L’ultima cosa che vorrei fare è dare troppa importanza al caso Calenda. In materia di autopubblicizzazione lui stesso ha già svolto il compito in maniera fin troppo egregia. Però, riflettere su quello che è successo e, soprattutto, su quello che potrà succedere, serve a comprendere alcuni aspetti, prevalentemente deteriori, della politica italiana. Il primo aspetto è molto visibilmente la personalizzazione della politica. Diventato ministro nel governo guidato da Enrico Letta, riconfermato nel successivo governo Renzi, il Calenda aderisce al Partito Democratico subito dopo la sconfitta elettorale del 4 marzo 2018. Poi nel gennaio 2019 decide di dare vita ad una sua associazione “Siamo Europei” che abilmente sfrutta per ottenere la candidatura come capolista per l’elezione del Parlamento Europeo, maggio 2029, del Partito Democratico nella circoscrizione Nord-Est. Le sue 275 mila preferenze sono, naturalmente, la logica conseguenza dell’indicazione del PD ai suoi attivisti e iscritti (sì, ci sono ancora tutt’e due) di dargli la preferenza piuttosto che della sua, pur esistente, personale popolarità. Nell’agosto 2019, in verticale dissenso con la scelta del PD di fare un governo con i Cinque Stelle, il Calenda abbandona il taxi democratico, con il quale era comunque arrivato a Bruxelles, e fonda una nuova formazione politica “Azione”. In una schieramento partitico tutto meno che consolidato, con milioni di elettori/trici insoddisfatti/e, quasi un terzo di loro disposti a cambiare comportamento di voto da un’elezione all’altra, lo spazio per la comparsa di nuovi veicoli politici rimane notevole. Quasi sicuramente, grande è anche l’insoddisfazione dei romani per quanto fatto, non fatto, fatto male dalla giunta guidata dal sindaco Virginia Raggi. La diffusa insoddisfazione può essere sfruttata, ha pensato e dichiarato il Calenda, da chi sostiene di non essere né di destra né di sinistra e che, inevitabilmente, mira a occupare uno spazio intermedio.

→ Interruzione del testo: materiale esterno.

//! # idxmngr
//!
//! External index manager - ordered secondary indexes over blockchain
//! transaction data. Each index maps an encoded key to the transaction ids
//! carrying it and answers comparison and range searches in key order.
//!
//! ## Modules
//!
//! - [`catalog`]: Per-network index registry persisted as `config.yaml`
//! - [`keys`]: Key schemas that turn record fields into ordered keys
//! - [`store`]: Ordered index files, single writer / many readers
//! - [`pipeline`]: Batch insert with filtering and per-record outcomes
//! - [`service`]: The index service tying the above together
//! - [`api`]: REST API server with Axum
//! - [`stream`]: WebSocket streaming inserts
//! - [`client`]: HTTP client and index id cache for callers
//! - [`config`]: TOML configuration
//!
//! ## Quick Start
//!
//! ```rust,no_run
//! use idxmngr::catalog::IndexDefinition;
//! use idxmngr::keys::KeyEncoder;
//! use idxmngr::pipeline::InsertRecord;
//! use idxmngr::service::{IndexSelector, IndexService, InsertBatch, SearchRequest, ServiceConfig};
//! use idxmngr::store::ComparisonOp;
//!
//! #[tokio::main]
//! async fn main() -> Result<(), Box<dyn std::error::Error>> {
//!     let service = IndexService::open(ServiceConfig::new("./data"), KeyEncoder::with_defaults())?;
//!
//!     service
//!         .create_index(
//!             IndexDefinition::new("001", "speeding", "IndexableData", 64, "hardhat")
//!                 .with_schema("speeding"),
//!         )
//!         .await?;
//!
//!     let record = InsertRecord::new("0xabc")
//!         .with_field("speeding", "85")
//!         .with_field("obuId", "OBU-7")
//!         .with_field("collectionDt", "2024-05-01T10:00:00");
//!     let summary = service
//!         .insert_batch(&InsertBatch::new(IndexSelector::new("001"), vec![record]))
//!         .await?;
//!     println!("{}", summary);
//!
//!     let request = SearchRequest::new(IndexSelector::new("speeding"), ComparisonOp::GtEq)
//!         .value("spd::080::");
//!     let result = service.search(&request).await?;
//!     println!("Found {} transactions", result.count);
//!
//!     service.shutdown().await?;
//!     Ok(())
//! }
//! ```

pub mod api;
pub mod catalog;
pub mod client;
pub mod config;
pub mod keys;
pub mod pipeline;
pub mod service;
pub mod store;
pub mod stream;

// Re-export top-level types for convenience
pub use catalog::{CatalogError, IndexCatalog, IndexCounters, IndexDefinition};

pub use keys::{EncodingError, KeyEncoder, KeySchema};

pub use store::{ComparisonOp, IndexStore, KeyQuery, StoreError, SyncMode};

pub use pipeline::{InclusionPredicate, InsertPipeline, InsertRecord, InsertSummary};

pub use service::{IndexService, SearchRequest, SearchResult, ServiceConfig, ServiceError};

pub use api::{build_router, serve, ApiConfig, ApiError, AppState};

pub use client::{ClientError, IndexClient, IndexDirectory, IndexIdCache};

pub use config::{Config, ConfigError, LoggingConfig};
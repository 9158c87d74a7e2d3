//! Key encoding errors

use thiserror::Error;

/// Errors raised while building an encoded key
#[derive(Error, Debug, Clone, PartialEq, Eq)]
pub enum EncodingError {
    /// A field referenced by the schema is absent from the record
    #[error("Missing field: {0}")]
    MissingField(String),

    /// A numeric segment got a value that is not a non-negative integer
    #[error("Field '{field}' is not a non-negative integer: {value:?}")]
    NotNumeric { field: String, value: String },

    /// A numeric value needs more digits than its reserved width
    #[error("Field '{field}' value {value} does not fit in {width} digits")]
    Overflow {
        field: String,
        value: String,
        width: usize,
    },

    /// A text value contains the segment separator
    #[error("Field '{field}' contains the segment separator '::'")]
    ForbiddenSeparator { field: String },

    /// The encoded key exceeds the index key size
    #[error("Encoded key is {len} bytes, key size is {max}")]
    KeyTooLong { len: usize, max: usize },

    /// No schema registered under this name
    #[error("Unknown key schema: {0}")]
    UnknownSchema(String),

    /// The schema template could not be parsed
    #[error("Invalid key template {template:?}: {reason}")]
    InvalidTemplate { template: String, reason: String },
}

La autocandidatura di Calenda è del tutto legittima e, anche se risulta inevitabilmente sgradita ai dirigenti del PD, in parte è loro responsabilità. A fronte di tuttora possibili e auspicabili autocandidature di partito, il PD avrebbe dovuto subito affermare che procedeva a fissare le regole per le primarie, modalità e tempi. Peraltro, non sono solo i vertici romani a manifestare qualche volontà o incapacità di procedere con lo strumento democratico delle primarie, facilmente utilizzabili anche in epoca di distanziamenti. A Bologna, il non più rieleggibile sindaco ha precocemente incoronato un suo assessore. Qualche quotidiano riporta che, se lasceranno via libera al “candidato unitario”, si terrà conto degli altri assessori potenzialmente sfidanti nella determinazione “degli assetti della futura giunta”. Non è un semplice ritorno al passato, al quale il PD dovrebbe opporsi frontalmente. Piuttosto è un pessimo modo di fare politica finora apparentemente respinto dagli interessati (ma le pressioni su loro rimangono forti).

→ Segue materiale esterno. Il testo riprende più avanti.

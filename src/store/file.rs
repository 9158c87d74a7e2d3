//! Index file format (`.bf`)
//!
//! One append-only file per index. Every accepted (key, txId) pair is
//! appended as a checksummed frame; opening the file replays all frames
//! into the in-memory ordered tree.
//!
//! Layout:
//! ```text
//! ┌─────────────────────────────────────────┐
//! │ HEADER (32 bytes)                       │
//! │   magic: [u8; 4] = "IDXB"               │
//! │   version: u16                          │
//! │   key_size: u32                         │
//! │   reserved: [u8; 18]                    │
//! │   checksum: u32 (CRC32 of bytes 0..28)  │
//! ├─────────────────────────────────────────┤
//! │ FRAMES (variable)                       │
//! │   length: u32                           │
//! │   data: [u8; length] (IndexRecord)      │
//! │   crc: u32 (CRC32 of length + data)     │
//! └─────────────────────────────────────────┘
//! ```
//!
//! A frame cut short at the end of the file is a torn write: it is
//! truncated away on open. A checksum mismatch is corruption.

use crate::store::error::{StoreError, StoreResult};
use crate::store::types::IndexRecord;
use serde::Deserialize;
use std::fs::{File, OpenOptions};
use std::io::{BufReader, Read, Write};
use std::path::{Path, PathBuf};

/// Magic bytes for index file identification
const FILE_MAGIC: [u8; 4] = *b"IDXB";

/// Current file format version
const FILE_VERSION: u16 = 1;

/// Header size in bytes
pub const HEADER_SIZE: usize = 32;

/// Upper bound on a single frame
const MAX_FRAME_LEN: usize = 1 << 20;

/// Sync strategy for index file writes
#[derive(Debug, Clone, Copy, PartialEq, Eq, Default, Deserialize)]
#[serde(rename_all = "snake_case")]
pub enum SyncMode {
    /// Fsync after every record (safest, slowest)
    EveryWrite,
    /// Fsync once per committed batch
    #[default]
    Batched,
    /// No fsync, rely on OS
    None,
}

/// Index file header
#[derive(Debug, Clone, PartialEq, Eq)]
pub struct FileHeader {
    pub version: u16,
    pub key_size: u32,
}

impl FileHeader {
    pub fn new(key_size: u32) -> Self {
        Self {
            version: FILE_VERSION,
            key_size,
        }
    }

    /// Serialize header to bytes
    pub fn to_bytes(&self) -> [u8; HEADER_SIZE] {
        let mut buf = [0u8; HEADER_SIZE];
        buf[0..4].copy_from_slice(&FILE_MAGIC);
        buf[4..6].copy_from_slice(&self.version.to_le_bytes());
        buf[6..10].copy_from_slice(&self.key_size.to_le_bytes());
        // bytes 10..28 reserved
        let checksum = crc32fast::hash(&buf[0..28]);
        buf[28..32].copy_from_slice(&checksum.to_le_bytes());
        buf
    }

    /// Parse header from bytes
    pub fn from_bytes(path: &Path, buf: &[u8; HEADER_SIZE]) -> StoreResult<Self> {
        let stored = u32::from_le_bytes([buf[28], buf[29], buf[30], buf[31]]);
        let computed = crc32fast::hash(&buf[0..28]);
        if stored != computed {
            return Err(StoreError::corruption(
                path,
                format!("header checksum mismatch: stored={}, computed={}", stored, computed),
            ));
        }

        if buf[0..4] != FILE_MAGIC {
            return Err(StoreError::corruption(
                path,
                format!("invalid magic: {:?}", &buf[0..4]),
            ));
        }

        let version = u16::from_le_bytes([buf[4], buf[5]]);
        if version > FILE_VERSION {
            return Err(StoreError::corruption(
                path,
                format!("unsupported version: {}", version),
            ));
        }

        let key_size = u32::from_le_bytes([buf[6], buf[7], buf[8], buf[9]]);
        Ok(Self { version, key_size })
    }
}

/// Result of reading one frame
enum Frame {
    Record { record: IndexRecord, len: u64 },
    /// Clean end of file
    End,
    /// Incomplete trailing frame
    Torn,
}

/// Append-only index file
pub struct IndexFile {
    file: File,
    path: PathBuf,
    header: FileHeader,
    record_count: u64,
    sync_mode: SyncMode,
    dirty: bool,
}

impl IndexFile {
    /// Create a new index file. Fails if the file already exists.
    pub fn create(path: impl AsRef<Path>, key_size: u32, sync_mode: SyncMode) -> StoreResult<Self> {
        let path = path.as_ref().to_path_buf();

        if let Some(parent) = path.parent() {
            std::fs::create_dir_all(parent)?;
        }

        let mut file = OpenOptions::new()
            .create_new(true)
            .append(true)
            .open(&path)?;

        let header = FileHeader::new(key_size);
        file.write_all(&header.to_bytes())?;
        file.sync_all()?;

        Ok(Self {
            file,
            path,
            header,
            record_count: 0,
            sync_mode,
            dirty: false,
        })
    }

    /// Open an existing index file and replay its records
    pub fn open(
        path: impl AsRef<Path>,
        sync_mode: SyncMode,
    ) -> StoreResult<(Self, Vec<IndexRecord>)> {
        let path = path.as_ref().to_path_buf();
        if !path.exists() {
            return Err(StoreError::FileNotFound(path));
        }

        let mut reader = BufReader::new(File::open(&path)?);

        let mut header_buf = [0u8; HEADER_SIZE];
        reader.read_exact(&mut header_buf).map_err(|e| {
            if e.kind() == std::io::ErrorKind::UnexpectedEof {
                StoreError::corruption(&path, "file shorter than header")
            } else {
                StoreError::Io(e)
            }
        })?;
        let header = FileHeader::from_bytes(&path, &header_buf)?;

        let mut records = Vec::new();
        let mut good_offset = HEADER_SIZE as u64;
        let mut torn = false;

        loop {
            match Self::read_frame(&path, &mut reader)? {
                Frame::Record { record, len } => {
                    records.push(record);
                    good_offset += len;
                }
                Frame::End => break,
                Frame::Torn => {
                    torn = true;
                    break;
                }
            }
        }
        drop(reader);

        let file = OpenOptions::new().append(true).open(&path)?;
        if torn {
            tracing::warn!(
                path = ?path,
                offset = good_offset,
                records = records.len(),
                "Truncating torn trailing frame"
            );
            file.set_len(good_offset)?;
            file.sync_all()?;
        }

        let index_file = Self {
            file,
            path,
            header,
            record_count: records.len() as u64,
            sync_mode,
            dirty: false,
        };

        Ok((index_file, records))
    }

    fn read_frame<R: Read>(path: &Path, reader: &mut R) -> StoreResult<Frame> {
        let mut len_buf = [0u8; 4];
        match read_full(reader, &mut len_buf)? {
            0 => return Ok(Frame::End),
            n if n < len_buf.len() => return Ok(Frame::Torn),
            _ => {}
        }
        let len = u32::from_le_bytes(len_buf) as usize;

        if len > MAX_FRAME_LEN {
            return Err(StoreError::corruption(
                path,
                format!("frame length too large: {}", len),
            ));
        }

        let mut data = vec![0u8; len];
        if read_full(reader, &mut data)? < len {
            return Ok(Frame::Torn);
        }

        let mut crc_buf = [0u8; 4];
        if read_full(reader, &mut crc_buf)? < crc_buf.len() {
            return Ok(Frame::Torn);
        }
        let stored_crc = u32::from_le_bytes(crc_buf);

        let mut hasher = crc32fast::Hasher::new();
        hasher.update(&len_buf);
        hasher.update(&data);
        let computed_crc = hasher.finalize();

        if stored_crc != computed_crc {
            return Err(StoreError::corruption(
                path,
                format!(
                    "frame CRC mismatch: stored={}, computed={}",
                    stored_crc, computed_crc
                ),
            ));
        }

        let record: IndexRecord = bincode::deserialize(&data)
            .map_err(|e| StoreError::corruption(path, format!("undecodable frame: {}", e)))?;

        Ok(Frame::Record {
            record,
            len: (len + 8) as u64,
        })
    }

    /// Encode a record as a complete frame
    fn encode_frame(record: &IndexRecord) -> StoreResult<Vec<u8>> {
        let data = bincode::serialize(record)?;
        let len = (data.len() as u32).to_le_bytes();

        let mut hasher = crc32fast::Hasher::new();
        hasher.update(&len);
        hasher.update(&data);
        let crc = hasher.finalize();

        let mut frame = Vec::with_capacity(data.len() + 8);
        frame.extend_from_slice(&len);
        frame.extend_from_slice(&data);
        frame.extend_from_slice(&crc.to_le_bytes());
        Ok(frame)
    }

    /// Append one record as a single write
    pub fn append(&mut self, record: &IndexRecord) -> StoreResult<()> {
        let frame = Self::encode_frame(record)?;
        self.file.write_all(&frame)?;
        self.record_count += 1;
        self.dirty = true;

        if self.sync_mode == SyncMode::EveryWrite {
            self.sync()?;
        }
        Ok(())
    }

    /// Make everything appended so far durable according to the sync mode
    pub fn commit(&mut self) -> StoreResult<()> {
        match self.sync_mode {
            SyncMode::EveryWrite | SyncMode::Batched => {
                if self.dirty {
                    self.sync()?;
                }
            }
            SyncMode::None => {
                self.file.flush()?;
                self.dirty = false;
            }
        }
        Ok(())
    }

    /// Force sync to disk
    pub fn sync(&mut self) -> StoreResult<()> {
        self.file.flush()?;
        self.file.sync_all()?;
        self.dirty = false;
        Ok(())
    }

    pub fn header(&self) -> &FileHeader {
        &self.header
    }

    pub fn key_size(&self) -> u32 {
        self.header.key_size
    }

    /// Number of records in the file
    pub fn record_count(&self) -> u64 {
        self.record_count
    }

    pub fn path(&self) -> &Path {
        &self.path
    }

    /// Get the file size
    pub fn file_size(&self) -> StoreResult<u64> {
        Ok(std::fs::metadata(&self.path)?.len())
    }
}

/// Read until `buf` is full or EOF; returns bytes read
fn read_full<R: Read>(reader: &mut R, buf: &mut [u8]) -> std::io::Result<usize> {
    let mut filled = 0;
    while filled < buf.len() {
        match reader.read(&mut buf[filled..]) {
            Ok(0) => break,
            Ok(n) => filled += n,
            Err(e) if e.kind() == std::io::ErrorKind::Interrupted => continue,
            Err(e) => return Err(e),
        }
    }
    Ok(filled)
}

La cattiva politica del passato il Calenda la resuscita in maniera diversa, eticamente molto riprovevole. Se mai fosse eletto sindaco di Roma sarà costretto a tradire l’impegno preso con i 275 mila elettori che gli diedero la loro preferenza. Evidentemente, il Calenda non ritiene di doversi curare della rappresentanza di quegli elettori al Parlamento Europeo. Mi pare grave. Intravvedo, però, qualcosa che, su un piano diverso, è altrettanto, se non addirittura, più grave. Non mi riferisco al fatto probabile che la sua presenza sulla scena elettorale renderà più difficile la “corsa” della candidata/o del Partito Democratico poiché, certamente, questo è un obiettivo perseguito dal Calenda. Penso, invece, che, primo, per sei mesi almeno, in campagna elettorale, il Calenda si disinteresserà del Parlamento europeo. Secondo, che gli elettori romani avrebbero più di un motivo per temere che, vittorioso, il Calenda potrebbe essere un sindaco distratto da qualche sua ulteriore ambizione di politica nazionale e che, terzo, se sconfitto, potrebbe decidere di “rimanere” in Europa lasciando i romani che l’avessero votato privi della sua opera di oppositore a tutto campo. Un comportamento del genere nella Prima, nella Seconda, nella Terza e anche nella Repubblica di Calenda merita di essere definito irresponsabile.